The importance of these findings extends far beyond one dead
salmon, far beyond fMRI. Spurious
correlations are common throughout big-data data science. For example, annual US spending on space,
science and technology correlates over the years 1999 to 2009 with the annual
incidence of suicides by hanging, strangulation, and suffocation. http://www.tylervigen.com/spurious-correlations If there is some kind of causal relationship
here, it completely escapes me. If you have enough data and look hard enough
you can find any number of correlations, but that is no guarantee that those
correlations are at all meaningful.
People have a way of finding patterns, even when there are none. Sometimes the statistics help.
Traditional statistics were developed for a time when the expensive
part of research was collecting data.
Now data are plentiful, but extracting meaning from those data is still
a challenge. Simple methods are often
the best, but they can also be too simple. In later posts we will consider
other potential hazards of data science and what we can do to avoid them. Unless we are careful with our data and our
analyses, it is easy to get seduced into believing that we understand something
when really we do not. On the other
hand, it is also easy to get seduced by approaches and methods that are
popular, but may not be the best approach for the questions at hand.
In future posts, I hope to consider many of the ways in
which data science, machine learning, and artificial intelligence can go wrong,
but also some of the ways it can go right.
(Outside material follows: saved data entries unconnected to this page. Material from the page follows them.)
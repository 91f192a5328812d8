//! Wire model and codecs for the viewer command channel.
//!
//! This crate owns the representation shared by the viewer and whatever
//! application drives it. A command is a flat mapping with a required
//! `action` key; payload values stay as `serde_json::Value` until the viewer
//! converts them into typed commands. Two encodings are provided:
//! newline-delimited JSON for scripts and humans, and length-delimited
//! protobuf for compact binary transport.

use prost::Message;
use serde::{Deserialize, Serialize};
use serde_json::{Map, Value};

/// Flat key-value payload of a command.
pub type Data = Map<String, Value>;

/// Key holding the command name in every inbound message.
pub const ACTION_KEY: &str = "action";

/// Longest possible varint length prefix.
pub const MAX_DELIMITER_LEN: usize = 10;

/// Error returned by the codecs in this crate.
#[derive(Debug, thiserror::Error)]
pub enum CodecError {
    /// The raw bytes could not be decoded as a protobuf message.
    #[error("failed to decode protobuf message: {0}")]
    Decode(#[from] prost::DecodeError),
    /// A length prefix could not be written.
    #[error("failed to encode protobuf message: {0}")]
    Encode(#[from] prost::EncodeError),
    /// The text could not be parsed as JSON.
    #[error("invalid JSON message: {0}")]
    Json(#[from] serde_json::Error),
    /// The message decoded, but it is not a key-value mapping.
    #[error("command message is not a mapping")]
    NotAMapping,
    /// The mapping has no string `action` key.
    #[error("command message has no string `action` key")]
    MissingAction,
    /// The `kind` integer on the wire does not map to a [`Response`] variant.
    #[error("invalid response kind: {0}")]
    InvalidKind(i32),
}

/// Grepable error code and fatality flag for errors reported on the channel.
pub trait ErrorCode: std::fmt::Display {
    fn error_code(&self) -> &'static str;

    /// Whether the viewer must shut down after reporting this error.
    fn is_fatal(&self) -> bool {
        true
    }
}

impl ErrorCode for CodecError {
    fn error_code(&self) -> &'static str {
        match self {
            Self::Decode(_) => "E_DECODE",
            Self::Encode(_) => "E_FRAME_ENCODE",
            Self::Json(_) => "E_JSON",
            Self::NotAMapping => "E_NOT_A_MAPPING",
            Self::MissingAction => "E_MISSING_ACTION",
            Self::InvalidKind(_) => "E_INVALID_KIND",
        }
    }
}

// =============================================================================
// FRAME
// =============================================================================

/// A single command message on the inbound channel.
#[derive(Clone, Debug, PartialEq)]
pub struct Frame {
    /// Command name, e.g. `"drawRectangle"`.
    pub action: String,
    /// Every other key of the message.
    pub data: Data,
}

impl Frame {
    /// Create a frame with the given action and payload.
    pub fn new(action: impl Into<String>, data: Data) -> Self {
        Self { action: action.into(), data }
    }

    /// Create a frame with no payload, e.g. `Frame::bare("redraw")`.
    pub fn bare(action: impl Into<String>) -> Self {
        Self::new(action, Data::new())
    }

    /// Split a JSON mapping into its `action` and remaining payload.
    ///
    /// # Errors
    ///
    /// Returns [`CodecError::NotAMapping`] for non-object values and
    /// [`CodecError::MissingAction`] when `action` is absent or not a string.
    pub fn from_value(value: Value) -> Result<Self, CodecError> {
        let Value::Object(mut data) = value else {
            return Err(CodecError::NotAMapping);
        };
        match data.remove(ACTION_KEY) {
            Some(Value::String(action)) => Ok(Self { action, data }),
            _ => Err(CodecError::MissingAction),
        }
    }

    /// The full message as a JSON mapping, `action` included.
    #[must_use]
    pub fn to_value(&self) -> Value {
        let mut map = self.data.clone();
        map.insert(ACTION_KEY.to_owned(), Value::String(self.action.clone()));
        Value::Object(map)
    }

    /// Look up a payload key.
    #[must_use]
    pub fn get(&self, key: &str) -> Option<&Value> {
        self.data.get(key)
    }
}

// =============================================================================
// RESPONSE
// =============================================================================

/// A message on the outbound channel.
///
/// In JSON a DPI reply is the pair `[horizontal, vertical]` and a fatal
/// error is a plain string.
#[derive(Clone, Debug, PartialEq, Serialize, Deserialize)]
#[serde(untagged)]
pub enum Response {
    /// Reply to a `dpi` query.
    Dpi(f64, f64),
    /// Fatal error notification sent right before the viewer shuts down.
    Error(String),
}

impl Response {
    /// Build the fatal error notification for `err`.
    pub fn fatal(err: &dyn ErrorCode) -> Self {
        Self::Error(format!("**ERROR {}: {err}", err.error_code()))
    }
}

// =============================================================================
// JSON CODEC
// =============================================================================

/// Decode one line of newline-delimited JSON into a frame.
///
/// # Errors
///
/// Returns [`CodecError::Json`] for malformed text, otherwise the errors of
/// [`Frame::from_value`].
pub fn decode_json_line(line: &str) -> Result<Frame, CodecError> {
    let value: Value = serde_json::from_str(line)?;
    Frame::from_value(value)
}

/// Encode a response as one line of JSON (without the trailing newline).
///
/// # Errors
///
/// Returns [`CodecError::Json`] if a DPI component is not a finite number.
pub fn encode_json_response(response: &Response) -> Result<String, CodecError> {
    Ok(serde_json::to_string(response)?)
}

// =============================================================================
// PROTOBUF CODEC
// =============================================================================

/// Encode a frame into protobuf bytes (without length prefix).
#[must_use]
pub fn encode_frame(frame: &Frame) -> Vec<u8> {
    let wire = WireFrame {
        action: frame.action.clone(),
        data: Some(json_to_proto_struct(&frame.data)),
    };
    wire.encode_to_vec()
}

/// Decode protobuf bytes (without length prefix) into a frame.
///
/// # Errors
///
/// Returns [`CodecError::Decode`] for malformed bytes and
/// [`CodecError::MissingAction`] for an empty action name.
pub fn decode_frame(bytes: &[u8]) -> Result<Frame, CodecError> {
    let wire = WireFrame::decode(bytes)?;
    if wire.action.is_empty() {
        return Err(CodecError::MissingAction);
    }
    let data = wire
        .data
        .map_or_else(Data::new, |s| proto_struct_to_json(&s));
    Ok(Frame { action: wire.action, data })
}

/// Encode a response into protobuf bytes (without length prefix).
#[must_use]
pub fn encode_response(response: &Response) -> Vec<u8> {
    let wire = match response {
        Response::Dpi(horizontal, vertical) => WireResponse {
            kind: WireResponseKind::Dpi as i32,
            horizontal: *horizontal,
            vertical: *vertical,
            message: String::new(),
        },
        Response::Error(message) => WireResponse {
            kind: WireResponseKind::Error as i32,
            horizontal: 0.0,
            vertical: 0.0,
            message: message.clone(),
        },
    };
    wire.encode_to_vec()
}

/// Decode protobuf bytes (without length prefix) into a response.
///
/// # Errors
///
/// Returns [`CodecError::Decode`] for malformed bytes and
/// [`CodecError::InvalidKind`] for an out-of-range kind.
pub fn decode_response(bytes: &[u8]) -> Result<Response, CodecError> {
    let wire = WireResponse::decode(bytes)?;
    match WireResponseKind::try_from(wire.kind) {
        Ok(WireResponseKind::Dpi) => Ok(Response::Dpi(wire.horizontal, wire.vertical)),
        Ok(WireResponseKind::Error) => Ok(Response::Error(wire.message)),
        Err(_) => Err(CodecError::InvalidKind(wire.kind)),
    }
}

/// Prefix a message body with its varint length.
///
/// # Errors
///
/// Returns [`CodecError::Encode`] when the prefix cannot be written.
pub fn delimit(body: &[u8]) -> Result<Vec<u8>, CodecError> {
    let mut out = Vec::with_capacity(body.len() + MAX_DELIMITER_LEN);
    prost::encode_length_delimiter(body.len(), &mut out)?;
    out.extend_from_slice(body);
    Ok(out)
}

/// Decode a complete varint length prefix.
///
/// # Errors
///
/// Returns [`CodecError::Decode`] when `prefix` is not a valid varint.
pub fn read_delimiter(prefix: &[u8]) -> Result<usize, CodecError> {
    Ok(prost::decode_length_delimiter(prefix)?)
}

fn json_to_proto_struct(data: &Data) -> prost_types::Struct {
    prost_types::Struct {
        fields: data
            .iter()
            .map(|(k, v)| (k.clone(), json_to_proto_value(v)))
            .collect(),
    }
}

fn proto_struct_to_json(data: &prost_types::Struct) -> Data {
    data.fields
        .iter()
        .map(|(k, v)| (k.clone(), proto_to_json_value(v)))
        .collect()
}

fn json_to_proto_value(value: &Value) -> prost_types::Value {
    let kind = match value {
        Value::Null => {
            prost_types::value::Kind::NullValue(prost_types::NullValue::NullValue as i32)
        }
        Value::Bool(v) => prost_types::value::Kind::BoolValue(*v),
        Value::Number(v) => prost_types::value::Kind::NumberValue(v.as_f64().unwrap_or(0.0)),
        Value::String(v) => prost_types::value::Kind::StringValue(v.clone()),
        Value::Array(v) => prost_types::value::Kind::ListValue(prost_types::ListValue {
            values: v.iter().map(json_to_proto_value).collect(),
        }),
        Value::Object(v) => prost_types::value::Kind::StructValue(json_to_proto_struct(v)),
    };

    prost_types::Value { kind: Some(kind) }
}

fn proto_to_json_value(value: &prost_types::Value) -> Value {
    let Some(kind) = &value.kind else {
        return Value::Null;
    };

    match kind {
        prost_types::value::Kind::NullValue(_) => Value::Null,
        prost_types::value::Kind::NumberValue(v) => {
            serde_json::Number::from_f64(*v).map_or(Value::Null, Value::Number)
        }
        prost_types::value::Kind::StringValue(v) => Value::String(v.clone()),
        prost_types::value::Kind::BoolValue(v) => Value::Bool(*v),
        prost_types::value::Kind::StructValue(v) => Value::Object(proto_struct_to_json(v)),
        prost_types::value::Kind::ListValue(v) => {
            Value::Array(v.values.iter().map(proto_to_json_value).collect())
        }
    }
}

#[derive(Clone, PartialEq, Message)]
struct WireFrame {
    #[prost(string, tag = "1")]
    action: String,
    #[prost(message, optional, tag = "2")]
    data: Option<prost_types::Struct>,
}

#[derive(Clone, PartialEq, Message)]
struct WireResponse {
    #[prost(enumeration = "WireResponseKind", tag = "1")]
    kind: i32,
    #[prost(double, tag = "2")]
    horizontal: f64,
    #[prost(double, tag = "3")]
    vertical: f64,
    #[prost(string, tag = "4")]
    message: String,
}

#[derive(Clone, Copy, Debug, PartialEq, Eq, prost::Enumeration)]
#[repr(i32)]
enum WireResponseKind {
    Dpi = 0,
    Error = 1,
}

#[cfg(test)]
#[path = "lib_test.rs"]
mod tests;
Data science is of growing importance to our businesses and even to our
culture, but it is also easily misunderstood. In the same way that we see animals
and faces in clouds, we may attribute to data science, particularly to
artificial intelligence, properties that are not really there. I hope to address some of these tendencies and
make data science stronger and more useful as a result.
Craig Bennett, Abigail A. Baird, Michael B. Miller, George L. Wolford (2009). 15th Annual
Meeting of the Organization for Human Brain Mapping. San Francisco, CA: 2009.
Neural correlates of interspecies perspective taking in the post-mortem
atlantic salmon: an argument for proper multiple comparisons correction.
Craig M. Bennett, Abigail A. Baird, Michael B. Miller,
George L. Wolford. (2010). Neural correlates of interspecies perspective taking
in the post-mortem Atlantic Salmon: An argument for multiple comparisons
correction. Journal of Serendipitous and Unexpected Results.